Ça dépend, ça peut prendre 5 minutes comme des  jours voire des semaines. Pour l’opération adidas, les customisations nous prenaient 15 minutes par paire, par exemple. Tout dépend de la demande, de la difficulté de la thématique. Parfois, on nous demande même de faire des packagings donc ça peut prendre du temps. A la différence d’un équipementier, notre but c’est le résultat. C’est de pousser l’idée le plus loin possible. Les marques réfléchissent différemment. Elles ont plus de contraintes financières liées au coût des matières premières et à la marge par la suite. Au final, leurs très bonnes idées sont parfois biaisées à cause de ces contraintes. Les produits sont bons à la sortie mais ils auraient pu être meilleurs. Nous, on n’a pas de contraintes de temps et de contraintes commerciales car notre but demeure vraiment de coller à la demande et l’attente de notre client quitte à pousser le produit très loin dans le détail.
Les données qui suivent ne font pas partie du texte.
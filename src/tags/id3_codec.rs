use super::{TagCodec, TagIdentity};
use crate::errors::{LyricsFinderError, Result};
use id3::frame::Lyrics;
use id3::{ErrorKind, Tag, TagLike, Version};
use std::path::Path;

/// MP3: TPE1/TIT2 for identity, USLT for lyrics
pub struct Id3Codec;

impl TagCodec for Id3Codec {
    fn name(&self) -> &'static str {
        "id3"
    }

    fn read_identity(&self, path: &Path) -> Result<TagIdentity> {
        let tag = Tag::read_from_path(path)?;
        Ok(TagIdentity {
            artist: tag.artist().unwrap_or_default().to_string(),
            title: tag.title().unwrap_or_default().to_string(),
        })
    }

    fn has_embedded_lyrics(&self, path: &Path) -> Result<bool> {
        let tag = Tag::read_from_path(path)?;
        let has_lyrics = tag.lyrics().any(|lyrics| !lyrics.text.trim().is_empty());
        Ok(has_lyrics)
    }

    fn write_lyrics(&self, path: &Path, text: &str) -> Result<()> {
        // A missing tag starts fresh; any other read error must not wipe existing frames
        let mut tag = match Tag::read_from_path(path) {
            Ok(tag) => tag,
            Err(e) if matches!(e.kind, ErrorKind::NoTag) => Tag::new(),
            Err(e) => return Err(LyricsFinderError::tag_write(path, e)),
        };

        tag.remove_all_lyrics();
        tag.add_frame(Lyrics {
            lang: "eng".to_string(),
            description: String::new(),
            text: text.to_string(),
        });

        tag.write_to_path(path, Version::Id3v24)
            .map_err(|e| LyricsFinderError::tag_write(path, e))
    }
}
use super::hosts::HostRule;
use super::UrlLocator;
use crate::lyrics::{LookupQuery, Outcome, ProviderSource};
use crate::utils::HttpFetch;
use async_trait::async_trait;
use std::sync::Arc;

/// Builds the canonical song URL for a host and confirms it with a HEAD request
pub struct DirectUrlProbe {
    http: Arc<dyn HttpFetch>,
}

impl DirectUrlProbe {
    pub fn new(http: Arc<dyn HttpFetch>) -> Self {
        Self { http }
    }
}

#[async_trait]
impl UrlLocator for DirectUrlProbe {
    fn source(&self) -> ProviderSource {
        ProviderSource::DirectUrl
    }

    async fn locate(&self, query: &LookupQuery, host: &HostRule) -> Outcome<String> {
        let Some(url) = host.direct_url(query) else {
            return Outcome::empty(format!("{}: no artist/title slug for direct URL", host.label));
        };

        match self.http.head(&url).await {
            Ok(200) => Outcome::Found(url),
            Ok(status) => Outcome::empty(format!("{}: HEAD {} returned {}", host.label, url, status)),
            Err(e) => Outcome::empty(format!("{}: HEAD {} failed: {}", host.label, url, e)),
        }
    }
}
use super::LyricsDocument;

/// Fixed spacing between consecutive synthetic timestamps
pub const LINE_INTERVAL_SECS: u32 = 5;

/// One timed subtitle line
#[derive(Debug, Clone, PartialEq)]
pub struct SubtitleLine {
    pub timestamp_secs: f64,
    pub text: String,
}

/// Synthetic timeline for plain lyrics. Not an alignment: line `i` sits at `i * 5` seconds.
#[derive(Debug, Clone, PartialEq, Default)]
pub struct SubtitleTrack {
    pub lines: Vec<SubtitleLine>,
}

impl SubtitleTrack {
    pub fn is_empty(&self) -> bool {
        self.lines.is_empty()
    }

    /// Render as LRC text, one `[mm:ss.xx]text` line per entry
    pub fn render(&self) -> String {
        self.lines
            .iter()
            .map(|line| format!("{}{}", format_timestamp(line.timestamp_secs), line.text))
            .collect::<Vec<_>>()
            .join("\n")
    }
}

/// Map every non-blank lyric line to an increasing 5-second offset from zero
pub fn generate(document: &LyricsDocument) -> SubtitleTrack {
    let lines = document
        .lines()
        .iter()
        .filter(|line| !line.trim().is_empty())
        .enumerate()
        .map(|(index, text)| SubtitleLine {
            timestamp_secs: f64::from(index as u32 * LINE_INTERVAL_SECS),
            text: text.clone(),
        })
        .collect();

    SubtitleTrack { lines }
}

/// `[mm:ss.xx]` with hundredths
fn format_timestamp(seconds: f64) -> String {
    let total_hundredths = (seconds * 100.0).round() as u64;
    let minutes = total_hundredths / 6000;
    let secs = (total_hundredths % 6000) / 100;
    let hundredths = total_hundredths % 100;
    format!("[{:02}:{:02}.{:02}]", minutes, secs, hundredths)
}
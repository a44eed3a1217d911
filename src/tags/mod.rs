//! Per-container read of track identity and read/write of embedded lyrics.

pub mod id3_codec;
pub mod identity;
pub mod mp4_codec;
pub mod vorbis_codec;

pub use identity::TrackIdentity;

use crate::errors::{LyricsFinderError, Result};
use serde::{Deserialize, Serialize};
use std::path::Path;

/// Artist and title as stored in a tag; empty strings when absent
#[derive(Debug, Clone, Default, PartialEq, Eq)]
pub struct TagIdentity {
    pub artist: String,
    pub title: String,
}

/// Format-specific tag access
pub trait TagCodec: Send + Sync {
    fn name(&self) -> &'static str;

    /// Read artist/title from the native tag
    fn read_identity(&self, path: &Path) -> Result<TagIdentity>;

    /// Whether the lyrics field is present and non-empty
    fn has_embedded_lyrics(&self, path: &Path) -> Result<bool>;

    /// Replace any existing lyrics field with `text` and persist the file
    fn write_lyrics(&self, path: &Path, text: &str) -> Result<()>;
}

/// Containers without a defined tag codec (WAV, AIFF)
pub struct UntaggedCodec;

impl TagCodec for UntaggedCodec {
    fn name(&self) -> &'static str {
        "untagged"
    }

    fn read_identity(&self, _path: &Path) -> Result<TagIdentity> {
        Ok(TagIdentity::default())
    }

    fn has_embedded_lyrics(&self, _path: &Path) -> Result<bool> {
        Ok(false)
    }

    fn write_lyrics(&self, path: &Path, _text: &str) -> Result<()> {
        Err(LyricsFinderError::tag_write(
            path,
            "embedding is not supported for this container",
        ))
    }
}

/// Supported audio containers
#[derive(Debug, Clone, Copy, PartialEq, Eq, Hash, Serialize, Deserialize)]
pub enum AudioFormat {
    Mp3,
    Flac,
    Mp4,
    Ogg,
    Wav,
    Aiff,
}

impl std::fmt::Display for AudioFormat {
    fn fmt(&self, f: &mut std::fmt::Formatter<'_>) -> std::fmt::Result {
        match self {
            AudioFormat::Mp3 => write!(f, "mp3"),
            AudioFormat::Flac => write!(f, "flac"),
            AudioFormat::Mp4 => write!(f, "m4a"),
            AudioFormat::Ogg => write!(f, "ogg"),
            AudioFormat::Wav => write!(f, "wav"),
            AudioFormat::Aiff => write!(f, "aiff"),
        }
    }
}

static ID3: id3_codec::Id3Codec = id3_codec::Id3Codec;
static MP4: mp4_codec::Mp4Codec = mp4_codec::Mp4Codec;
static VORBIS: vorbis_codec::VorbisCodec = vorbis_codec::VorbisCodec;
static UNTAGGED: UntaggedCodec = UntaggedCodec;

impl AudioFormat {
    /// Map a file extension (case-insensitive) to a format
    pub fn from_extension(extension: &str) -> Option<Self> {
        match extension.to_lowercase().as_str() {
            "mp3" => Some(AudioFormat::Mp3),
            "flac" => Some(AudioFormat::Flac),
            "m4a" | "mp4" => Some(AudioFormat::Mp4),
            "ogg" => Some(AudioFormat::Ogg),
            "wav" => Some(AudioFormat::Wav),
            "aiff" | "aif" => Some(AudioFormat::Aiff),
            _ => None,
        }
    }

    pub fn from_path(path: &Path) -> Option<Self> {
        path.extension()
            .and_then(|ext| ext.to_str())
            .and_then(Self::from_extension)
    }

    /// The codec bound to this container
    pub fn codec(&self) -> &'static dyn TagCodec {
        match self {
            AudioFormat::Mp3 => &ID3,
            AudioFormat::Mp4 => &MP4,
            AudioFormat::Flac | AudioFormat::Ogg => &VORBIS,
            AudioFormat::Wav | AudioFormat::Aiff => &UNTAGGED,
        }
    }

    pub fn supports_embedding(&self) -> bool {
        !matches!(self, AudioFormat::Wav | AudioFormat::Aiff)
    }

    /// Tag identity, or empty strings when the tag is missing or unreadable
    pub fn read_identity(&self, path: &Path) -> TagIdentity {
        self.codec().read_identity(path).unwrap_or_else(|e| {
            tracing::debug!("No readable {} tags in {}: {}", self, path.display(), e);
            TagIdentity::default()
        })
    }

    /// Presence of embedded lyrics; read failures count as absent
    pub fn has_embedded_lyrics(&self, path: &Path) -> bool {
        self.codec().has_embedded_lyrics(path).unwrap_or_else(|e| {
            tracing::debug!("Could not inspect lyrics in {}: {}", path.display(), e);
            false
        })
    }

    pub fn write_lyrics(&self, path: &Path, text: &str) -> Result<()> {
        self.codec().write_lyrics(path, text)
    }
}

#[cfg(test)]
mod tests {
    use super::*;

    #[test]
    fn extensions_map_to_formats() {
        assert_eq!(AudioFormat::from_extension("MP3"), Some(AudioFormat::Mp3));
        assert_eq!(AudioFormat::from_extension("m4a"), Some(AudioFormat::Mp4));
        assert_eq!(AudioFormat::from_extension("aiff"), Some(AudioFormat::Aiff));
        assert_eq!(AudioFormat::from_extension("lrc"), None);
        assert_eq!(AudioFormat::from_path(Path::new("noext")), None);
    }

    #[test]
    fn codecs_are_bound_per_format() {
        assert_eq!(AudioFormat::Mp3.codec().name(), "id3");
        assert_eq!(AudioFormat::Mp4.codec().name(), "mp4");
        assert_eq!(AudioFormat::Flac.codec().name(), "vorbis");
        assert_eq!(AudioFormat::Ogg.codec().name(), "vorbis");
        assert_eq!(AudioFormat::Wav.codec().name(), "untagged");
    }

    #[test]
    fn corrupt_containers_fail_open() {
        let dir = tempfile::tempdir().unwrap();
        for (name, format) in [
            ("bad.m4a", AudioFormat::Mp4),
            ("bad.flac", AudioFormat::Flac),
            ("bad.ogg", AudioFormat::Ogg),
            ("bad.mp3", AudioFormat::Mp3),
        ] {
            let path = dir.path().join(name);
            std::fs::write(&path, b"definitely not audio").unwrap();
            assert!(!format.has_embedded_lyrics(&path), "{}", name);
            assert_eq!(format.read_identity(&path), TagIdentity::default(), "{}", name);
        }
    }

    #[test]
    fn untagged_containers_refuse_writes() {
        let dir = tempfile::tempdir().unwrap();
        let path = dir.path().join("song.wav");
        std::fs::write(&path, b"RIFF").unwrap();
        assert!(matches!(
            AudioFormat::Wav.write_lyrics(&path, "text"),
            Err(LyricsFinderError::TagWrite { .. })
        ));
    }
}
C’est pour ça que les personnes sont aussi sensibles à ce que l’on fait et sont demandeurs.

Qu’est-ce qui est le plus difficile lorsque l’on customise une chaussure de foot ?

Les modèles haut de gamme sont en général très techniques. Je parle de modèles haut de gamme car la majorité de nos demandes sont faites par des joueurs professionnels même si on peut très bien travailler sur des modèles entrée de gamme ou milieu de gamme. Mais pour revenir aux modèles haut de gamme, ils sont très techniques car la majorité d’entre eux sont aujourd’hui en synthétique. Et les matières synthétiques sont plus difficiles à manipuler que le cuir véritable. Ce qui est paradoxale, c’est que les modèles synthétiques sont moins confortables que les produits en cuir. Et plusieurs athlètes, tous sports confondus, partagent cet avis. C’est aussi sur ce point que l’on peut critiquer les marques et que l’on en revient à ces problématiques commerciales. Aujourd’hui, les marques ont pour logique de vendre des produits plus chers mais moins chers à produire. Et cela impacte aussi les sportifs de haut niveau. C’est vraiment dommage.

adidas F50 "Togo" pour Adebayor

adidas F50 « Togo » pour Adebayor

Mais comment fonctionne la customisation concrètement ? Vous prenez un produit fini que vous retouchez, repeignez ou vous démontez toute la paire pour en faire une nouvelle qui aura pour le coup des caractéristiques différentes ?

Les deux sont possibles dans l’absolu mais c’est coûteux pour nous comme pour le client donc du coup, on essaye de contourner le problème en reprenant la base de la chaussure que l’on retravaille après.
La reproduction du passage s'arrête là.